I’ve been fiddling with Django a bit in my spare time recently, with a view to possibly using it for some side projects. It’s the Python web application framework, similar in many respects to Ruby on Rails but with a distinctive flavour of its own.
It looks fairly promising. I particularly like its built in administration interface — it’s better than Rails’s scaffolding, giving you an integrated interface to pretty much all the models that are mapped to the database straight out of the box. It also seems more flexible than Rails — there are a few decisions that it leaves up to you, such as which JavaScript framework to use, or how exactly to structure your application.
I first started learning Python about three years ago when I used it to write some maintenance scripts for the Kingdom Faith podcasts, and since then I’ve used it for various random odds and ends (our daily build script is written in Python for instance) but nothing majorly extensive. As far as scripting languages go it has a lot to offer — it is relatively fast, has pretty good Unicode support, and fully supports procedural, object oriented, aspect oriented and functional programming paradigms, though it could do with better support for multi-statement lambdas like in JavaScript, Ruby and C#. I also like the way it forces you to write code that is clean and easy to read and follow, by making indentation syntactically significant and by making package and module names follow filesystem names. It is also fairly well documented, though the index in the .chm help file on Windows is a bit quirky at times.

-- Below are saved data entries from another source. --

//! Configuration schema types.
//!
//! Deserialized from YAML. Every field has a built-in default, so an
//! absent config file and an empty section are both valid; defaults
//! consult `SIEMULATE_*` environment variables first, which gives the
//! precedence file > environment > built-in.

use std::net::SocketAddr;
use std::time::Duration;

use serde::{Deserialize, Serialize};

use crate::engine::EngineOptions;
use crate::error::ConfigError;

// ============================================================================
// Top-Level Configuration
// ============================================================================

/// Root configuration for the `siemulate` server.
#[derive(Debug, Clone, Default, Serialize, Deserialize)]
#[serde(rename_all = "snake_case")]
pub struct SiemulateConfig {
    /// HTTP listener settings.
    #[serde(default)]
    pub server: ServerConfig,

    /// Event delivery pacing.
    #[serde(default)]
    pub delivery: DeliveryConfig,

    /// Sequence generation settings.
    #[serde(default)]
    pub sequence: SequenceConfig,

    /// Session lifetime settings.
    #[serde(default)]
    pub session: SessionConfig,

    /// Fixed RNG seed for reproducible runs.
    #[serde(default = "default_seed", skip_serializing_if = "Option::is_none")]
    pub seed: Option<u64>,
}

/// HTTP listener settings.
#[derive(Debug, Clone, Serialize, Deserialize)]
pub struct ServerConfig {
    /// Address the API server binds to.
    #[serde(default = "default_bind")]
    pub bind: SocketAddr,
}

/// Event delivery pacing. Each inter-event delay is drawn uniformly from
/// `[min_delay, max_delay]`.
#[derive(Debug, Clone, Serialize, Deserialize)]
pub struct DeliveryConfig {
    /// Lower bound of the delivery delay.
    #[serde(default = "default_min_delay", with = "humantime_serde")]
    pub min_delay: Duration,

    /// Upper bound of the delivery delay.
    #[serde(default = "default_max_delay", with = "humantime_serde")]
    pub max_delay: Duration,
}

/// Sequence generation settings.
#[derive(Debug, Clone, Serialize, Deserialize)]
pub struct SequenceConfig {
    /// Events per generated sequence.
    #[serde(default = "default_sequence_length")]
    pub length: usize,

    /// Probability of preferring the benign pool per slot.
    #[serde(default = "default_benign_bias")]
    pub benign_bias: f64,
}

/// Session lifetime settings.
#[derive(Debug, Clone, Serialize, Deserialize)]
pub struct SessionConfig {
    /// Idle time after which a session is reaped.
    #[serde(default = "default_session_ttl", with = "humantime_serde")]
    pub ttl: Duration,

    /// How often the reaper scans the store.
    #[serde(default = "default_reap_interval", with = "humantime_serde")]
    pub reap_interval: Duration,
}

// ============================================================================
// Defaults
// ============================================================================

fn default_bind() -> SocketAddr {
    env_or("SIEMULATE_BIND", SocketAddr::from(([127, 0, 0, 1], 8000)))
}

fn default_min_delay() -> Duration {
    env_duration_or("SIEMULATE_MIN_DELAY", Duration::from_secs(3))
}

fn default_max_delay() -> Duration {
    env_duration_or("SIEMULATE_MAX_DELAY", Duration::from_secs(7))
}

fn default_sequence_length() -> usize {
    env_or("SIEMULATE_SEQUENCE_LENGTH", 16)
}

fn default_benign_bias() -> f64 {
    env_or("SIEMULATE_BENIGN_BIAS", 0.6)
}

fn default_session_ttl() -> Duration {
    env_duration_or("SIEMULATE_SESSION_TTL", Duration::from_secs(30 * 60))
}

fn default_reap_interval() -> Duration {
    env_duration_or("SIEMULATE_REAP_INTERVAL", Duration::from_secs(60))
}

fn default_seed() -> Option<u64> {
    std::env::var("SIEMULATE_SEED").ok().and_then(|v| v.parse().ok())
}

impl Default for ServerConfig {
    fn default() -> Self {
        Self {
            bind: default_bind(),
        }
    }
}

impl Default for DeliveryConfig {
    fn default() -> Self {
        Self {
            min_delay: default_min_delay(),
            max_delay: default_max_delay(),
        }
    }
}

impl Default for SequenceConfig {
    fn default() -> Self {
        Self {
            length: default_sequence_length(),
            benign_bias: default_benign_bias(),
        }
    }
}

impl Default for SessionConfig {
    fn default() -> Self {
        Self {
            ttl: default_session_ttl(),
            reap_interval: default_reap_interval(),
        }
    }
}

/// Parses an environment variable with a default value.
fn env_or<T: std::str::FromStr>(name: &str, default: T) -> T {
    std::env::var(name)
        .ok()
        .and_then(|v| v.parse().ok())
        .unwrap_or(default)
}

/// Parses a humantime duration from an environment variable.
fn env_duration_or(name: &str, default: Duration) -> Duration {
    std::env::var(name)
        .ok()
        .and_then(|v| humantime::parse_duration(&v).ok())
        .unwrap_or(default)
}

// ============================================================================
// Validation and Conversion
// ============================================================================

impl SiemulateConfig {
    /// Check cross-field constraints serde cannot express.
    ///
    /// # Errors
    ///
    /// Returns [`ConfigError::InvalidValue`] naming the offending field.
    pub fn validate(&self) -> Result<(), ConfigError> {
        if self.delivery.min_delay > self.delivery.max_delay {
            return Err(ConfigError::InvalidValue {
                field: "delivery.min_delay".to_string(),
                value: humantime::format_duration(self.delivery.min_delay).to_string(),
                expected: format!(
                    "at most max_delay ({})",
                    humantime::format_duration(self.delivery.max_delay)
                ),
            });
        }
        if self.sequence.length == 0 {
            return Err(ConfigError::InvalidValue {
                field: "sequence.length".to_string(),
                value: "0".to_string(),
                expected: "at least 1".to_string(),
            });
        }
        if !(0.0..=1.0).contains(&self.sequence.benign_bias) {
            return Err(ConfigError::InvalidValue {
                field: "sequence.benign_bias".to_string(),
                value: self.sequence.benign_bias.to_string(),
                expected: "a probability in 0.0..=1.0".to_string(),
            });
        }
        if self.session.reap_interval.is_zero() {
            return Err(ConfigError::InvalidValue {
                field: "session.reap_interval".to_string(),
                value: "0s".to_string(),
                expected: "a positive duration".to_string(),
            });
        }
        if self.session.ttl.is_zero() {
            return Err(ConfigError::InvalidValue {
                field: "session.ttl".to_string(),
                value: "0s".to_string(),
                expected: "a positive duration".to_string(),
            });
        }
        Ok(())
    }

    /// Engine tunables derived from this configuration.
    #[must_use]
    pub const fn engine_options(&self) -> EngineOptions {
        EngineOptions {
            sequence_length: self.sequence.length,
            benign_bias: self.sequence.benign_bias,
            min_delay: self.delivery.min_delay,
            max_delay: self.delivery.max_delay,
            session_ttl: self.session.ttl,
            reap_interval: self.session.reap_interval,
            seed: self.seed,
        }
    }
}

// ============================================================================
// Tests
// ============================================================================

Another good thing about Python is that it is very much an all-rounder: like .net or Java, you can write web applications, console applications, services, GUI applications, maintenance scripts or whatever else takes your fancy with it. This is in contrast to PHP and Ruby, which tend to be dominated to a much greater extent by web development, though they are capable of being used for other things. Python also has fairly mature support in the .net ecosystem — IronPython is the most mature of the DLR languages, so integrating Django with .net framework code is a real possibility. It also seems to have a much smarter contingent of users on average than either .net, Java or PHP. I think this is because it is only infrequently the first programming language that people learn, and most Python developers already have quite a bit of experience with two or even three other languages.